In the reserve race, Cambridge's Goldie won by nine lengths over Isis, their sixth victory in seven years. Cambridge won the 48th Women's Boat Race by 4 1/2 lengths in a time of 6 minutes and 10 seconds, their fourth victory in five years.

==Reaction==
The journalist David Miller, writing for The Times, described Cambridge's victory as "crushingly conclusive". Cambridge's Malcolm Baker said: "We knew we could do it after about 25 strokes." Behrens explained "Our strength was that we were more uniform than Oxford. We have proved that you do not have to be an Olympic champion to win the Boat Race." The Oxford Boat Club president Pinsent conceded: "They put right a lot of mistakes they have made in the past, and they rowed outstandingly well." Spracklen agreed: "Cambridge got too far away.
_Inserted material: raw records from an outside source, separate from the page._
use std::rc::Rc;

use shared::{Field, LoginForm, LoginValues};
use wasm_bindgen::JsCast;
use web_sys::HtmlInputElement;
use yew::prelude::*;

use crate::components::{error_id, FormField, GoogleButton, PasswordInput};

pub enum LoginAction {
    SetField(Field, String),
    ToggleVisibility,
    Submitted(LoginForm),
}

#[derive(Default, PartialEq)]
struct FormState(LoginForm);

impl Reducible for FormState {
    type Action = LoginAction;

    fn reduce(self: Rc<Self>, action: Self::Action) -> Rc<Self> {
        let mut form = self.0.clone();
        match action {
            LoginAction::SetField(field, value) => form.set_field(field, value),
            LoginAction::ToggleVisibility => form.toggle_visibility(),
            LoginAction::Submitted(submitted) => form = submitted,
        }
        Rc::new(FormState(form))
    }
}

#[derive(Properties, PartialEq)]
pub struct LoginProps {
    pub on_valid_submit: Callback<LoginValues>,
}

#[function_component(Login)]
pub fn login(props: &LoginProps) -> Html {
    let state = use_reducer(FormState::default);
    let form = &state.0;

    let on_email_input = {
        let state = state.dispatcher();
        Callback::from(move |e: InputEvent| {
            if let Some(input) = e
                .target()
                .and_then(|t| t.dyn_into::<HtmlInputElement>().ok())
            {
                state.dispatch(LoginAction::SetField(Field::Email, input.value()));
            }
        })
    };

    let on_password_input = {
        let state = state.dispatcher();
        Callback::from(move |value: String| {
            state.dispatch(LoginAction::SetField(Field::Password, value));
        })
    };

    let on_toggle = {
        let state = state.dispatcher();
        Callback::from(move |_: ()| state.dispatch(LoginAction::ToggleVisibility))
    };

    let on_submit = {
        let state = state.clone();
        let on_valid_submit = props.on_valid_submit.clone();
        Callback::from(move |e: SubmitEvent| {
            e.prevent_default();
            let mut form = state.0.clone();
            // Failures are kept on the form and rendered inline.
            let _ = form.submit(&mut |values: LoginValues| on_valid_submit.emit(values));
            state.dispatch(LoginAction::Submitted(form));
        })
    };

    let message = |field: Field| form.errors().message(field).map(AttrValue::from);

    html! {
        <main class="login-page">
            <section class="login-column">
                <div class="login-panel">
                    <h1 class="login-title">{ "Sign in" }</h1>

                    <form class="login-form" onsubmit={on_submit} novalidate=true aria-label="Login form">
                        <FormField field={Field::Email} error={message(Field::Email)}>
                            <input
                                type="email"
                                id={Field::Email.name()}
                                placeholder="you@email.com"
                                value={form.value(Field::Email).to_string()}
                                aria-describedby={error_id(Field::Email)}
                                oninput={on_email_input}
                            />
                        </FormField>

                        <FormField field={Field::Password} error={message(Field::Password)}>
                            <PasswordInput
                                id={Field::Password.name()}
                                value={form.value(Field::Password).to_string()}
                                visible={form.is_password_visible()}
                                placeholder="Enter your password"
                                describedby={error_id(Field::Password)}
                                oninput={on_password_input}
                                ontoggle={on_toggle}
                            />
                        </FormField>

                        <button type="submit" class="btn btn-submit">{ "Sign in" }</button>
                    </form>

                    <div class="separator" role="separator" aria-label="or">
                        <span>{ "Or continue with" }</span>
                    </div>

                    <GoogleButton />
                </div>
            </section>

            <section class="login-decoration" aria-hidden="true">
                <div class="login-decoration-glow" />
            </section>
        </main>
    }
}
They were a better boat in that race. All credit to them." Cambridge's number two, David Gillard, said "there was a lot of revenge out there".

Writing in The Independent, the journalist Chris Arnot noted that the Cambridge crew had used creatine supplements in order to attempt to enhance their performance. Used extensively at the 1992 Olympics, by athletes including Linford Christie and Sally Gunnell, and given to horses and greyhounds, creatine was believed to provide legal energy-enhancing effects to the crew.